_RECORDED DATA_
☆ ☆ ☆

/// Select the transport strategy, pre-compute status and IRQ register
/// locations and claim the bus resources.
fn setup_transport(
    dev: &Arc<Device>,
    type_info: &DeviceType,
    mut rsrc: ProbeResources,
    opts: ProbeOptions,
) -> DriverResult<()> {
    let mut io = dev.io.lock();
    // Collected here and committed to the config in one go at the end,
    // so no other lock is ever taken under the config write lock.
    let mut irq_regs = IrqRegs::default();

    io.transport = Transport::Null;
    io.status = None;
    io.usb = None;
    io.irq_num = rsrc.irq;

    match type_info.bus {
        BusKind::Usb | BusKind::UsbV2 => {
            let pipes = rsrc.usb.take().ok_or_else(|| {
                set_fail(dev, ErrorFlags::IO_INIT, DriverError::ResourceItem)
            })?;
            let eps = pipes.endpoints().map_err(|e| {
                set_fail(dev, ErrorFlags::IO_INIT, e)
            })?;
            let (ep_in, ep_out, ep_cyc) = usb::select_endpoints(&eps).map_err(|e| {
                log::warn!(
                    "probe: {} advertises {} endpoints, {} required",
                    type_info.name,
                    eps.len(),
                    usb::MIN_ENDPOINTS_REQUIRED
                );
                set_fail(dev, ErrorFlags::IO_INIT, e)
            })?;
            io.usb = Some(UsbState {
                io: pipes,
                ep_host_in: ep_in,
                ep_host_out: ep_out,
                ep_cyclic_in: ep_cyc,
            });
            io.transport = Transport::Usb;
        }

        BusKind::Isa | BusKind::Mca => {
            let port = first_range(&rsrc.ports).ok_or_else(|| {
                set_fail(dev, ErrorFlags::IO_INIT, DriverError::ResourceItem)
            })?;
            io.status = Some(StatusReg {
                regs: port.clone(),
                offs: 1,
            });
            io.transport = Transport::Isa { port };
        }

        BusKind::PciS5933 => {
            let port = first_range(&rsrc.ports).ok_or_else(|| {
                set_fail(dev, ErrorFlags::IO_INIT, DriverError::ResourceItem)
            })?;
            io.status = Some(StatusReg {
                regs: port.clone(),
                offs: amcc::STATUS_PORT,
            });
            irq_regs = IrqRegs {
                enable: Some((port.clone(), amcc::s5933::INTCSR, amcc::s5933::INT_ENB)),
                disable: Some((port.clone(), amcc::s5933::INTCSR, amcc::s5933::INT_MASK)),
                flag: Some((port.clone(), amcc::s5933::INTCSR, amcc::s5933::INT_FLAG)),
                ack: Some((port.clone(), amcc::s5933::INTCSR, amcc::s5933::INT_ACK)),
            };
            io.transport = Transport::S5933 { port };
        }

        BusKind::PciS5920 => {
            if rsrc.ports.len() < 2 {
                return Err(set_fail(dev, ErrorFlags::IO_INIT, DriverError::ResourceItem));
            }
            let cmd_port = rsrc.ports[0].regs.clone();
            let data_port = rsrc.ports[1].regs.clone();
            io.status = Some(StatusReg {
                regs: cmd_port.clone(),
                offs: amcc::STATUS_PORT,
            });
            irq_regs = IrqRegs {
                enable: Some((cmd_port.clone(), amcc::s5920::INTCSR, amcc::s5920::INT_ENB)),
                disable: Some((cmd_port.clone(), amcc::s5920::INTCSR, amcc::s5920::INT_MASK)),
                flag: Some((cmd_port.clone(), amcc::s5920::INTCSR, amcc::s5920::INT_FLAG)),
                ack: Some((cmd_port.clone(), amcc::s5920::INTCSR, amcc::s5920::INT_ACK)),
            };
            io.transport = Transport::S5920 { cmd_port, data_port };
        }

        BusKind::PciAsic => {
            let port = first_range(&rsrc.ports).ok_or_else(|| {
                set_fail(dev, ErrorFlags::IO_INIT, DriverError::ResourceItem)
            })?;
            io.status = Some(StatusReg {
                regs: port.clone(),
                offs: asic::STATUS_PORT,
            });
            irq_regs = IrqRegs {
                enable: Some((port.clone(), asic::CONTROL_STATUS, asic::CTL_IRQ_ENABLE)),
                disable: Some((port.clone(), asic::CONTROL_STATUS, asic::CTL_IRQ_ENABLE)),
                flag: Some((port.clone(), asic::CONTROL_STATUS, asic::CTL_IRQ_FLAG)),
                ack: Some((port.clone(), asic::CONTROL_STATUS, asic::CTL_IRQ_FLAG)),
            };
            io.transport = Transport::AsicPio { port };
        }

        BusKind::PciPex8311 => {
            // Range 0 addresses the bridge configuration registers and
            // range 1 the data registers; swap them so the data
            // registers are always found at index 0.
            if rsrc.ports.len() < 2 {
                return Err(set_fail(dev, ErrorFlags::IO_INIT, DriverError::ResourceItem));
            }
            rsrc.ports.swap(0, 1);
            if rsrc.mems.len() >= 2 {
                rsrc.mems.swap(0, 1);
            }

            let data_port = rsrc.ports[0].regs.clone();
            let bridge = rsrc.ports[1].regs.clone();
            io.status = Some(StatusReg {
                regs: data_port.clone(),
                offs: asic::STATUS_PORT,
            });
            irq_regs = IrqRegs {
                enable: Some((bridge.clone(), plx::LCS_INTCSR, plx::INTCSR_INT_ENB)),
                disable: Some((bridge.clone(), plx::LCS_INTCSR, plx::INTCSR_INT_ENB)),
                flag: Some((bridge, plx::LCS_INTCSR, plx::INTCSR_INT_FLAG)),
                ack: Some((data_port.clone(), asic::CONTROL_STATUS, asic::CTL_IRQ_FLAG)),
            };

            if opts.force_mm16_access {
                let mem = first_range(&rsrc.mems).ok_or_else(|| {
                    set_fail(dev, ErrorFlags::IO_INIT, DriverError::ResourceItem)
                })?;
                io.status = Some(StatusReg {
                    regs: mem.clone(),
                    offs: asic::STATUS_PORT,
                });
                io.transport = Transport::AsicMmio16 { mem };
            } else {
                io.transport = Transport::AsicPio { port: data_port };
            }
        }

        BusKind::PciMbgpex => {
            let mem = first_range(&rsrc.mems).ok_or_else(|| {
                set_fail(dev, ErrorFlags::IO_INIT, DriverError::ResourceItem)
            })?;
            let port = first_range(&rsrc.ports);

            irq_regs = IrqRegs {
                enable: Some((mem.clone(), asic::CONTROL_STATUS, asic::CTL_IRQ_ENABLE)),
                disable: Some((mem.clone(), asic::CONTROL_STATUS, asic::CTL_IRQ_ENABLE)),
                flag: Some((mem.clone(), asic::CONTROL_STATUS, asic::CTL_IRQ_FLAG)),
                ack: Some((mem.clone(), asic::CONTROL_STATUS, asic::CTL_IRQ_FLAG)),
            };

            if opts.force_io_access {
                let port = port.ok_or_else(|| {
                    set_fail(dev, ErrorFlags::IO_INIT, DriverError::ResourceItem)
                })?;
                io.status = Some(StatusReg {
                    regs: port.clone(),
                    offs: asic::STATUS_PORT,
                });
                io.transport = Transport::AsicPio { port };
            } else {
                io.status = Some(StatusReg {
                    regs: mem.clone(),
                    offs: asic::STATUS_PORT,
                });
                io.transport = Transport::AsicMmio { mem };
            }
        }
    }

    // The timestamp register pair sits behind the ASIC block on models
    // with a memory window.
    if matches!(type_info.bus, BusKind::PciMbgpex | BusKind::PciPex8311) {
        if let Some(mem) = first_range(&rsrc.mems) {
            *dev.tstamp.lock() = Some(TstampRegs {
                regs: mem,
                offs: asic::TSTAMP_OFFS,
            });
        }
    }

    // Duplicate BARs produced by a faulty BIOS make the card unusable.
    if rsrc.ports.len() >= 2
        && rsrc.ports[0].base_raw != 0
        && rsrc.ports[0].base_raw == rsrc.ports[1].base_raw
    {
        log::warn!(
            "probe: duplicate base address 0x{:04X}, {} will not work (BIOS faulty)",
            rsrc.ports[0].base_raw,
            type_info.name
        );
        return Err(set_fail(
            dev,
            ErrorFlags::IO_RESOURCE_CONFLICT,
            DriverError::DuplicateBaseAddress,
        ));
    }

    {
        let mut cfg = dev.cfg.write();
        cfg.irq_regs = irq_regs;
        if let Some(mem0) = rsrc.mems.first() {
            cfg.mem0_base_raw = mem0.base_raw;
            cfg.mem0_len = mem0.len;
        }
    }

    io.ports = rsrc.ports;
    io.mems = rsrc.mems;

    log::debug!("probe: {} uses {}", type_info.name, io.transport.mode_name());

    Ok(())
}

☆ ☆ ☆

_PROBLEM TO WORK ON_
Copy the material above word for word, taking the first line, the line containing "BusKind::Usb | BusKind::UsbV2", and every line between them, and nothing else.

_WRITTEN REPLY_
/// Select the transport strategy, pre-compute status and IRQ register
/// locations and claim the bus resources.
fn setup_transport(
    dev: &Arc<Device>,
    type_info: &DeviceType,
    mut rsrc: ProbeResources,
    opts: ProbeOptions,
) -> DriverResult<()> {
    let mut io = dev.io.lock();
    // Collected here and committed to the config in one go at the end,
    // so no other lock is ever taken under the config write lock.
    let mut irq_regs = IrqRegs::default();

    io.transport = Transport::Null;
    io.status = None;
    io.usb = None;
    io.irq_num = rsrc.irq;

    match type_info.bus {
        BusKind::Usb | BusKind::UsbV2 => {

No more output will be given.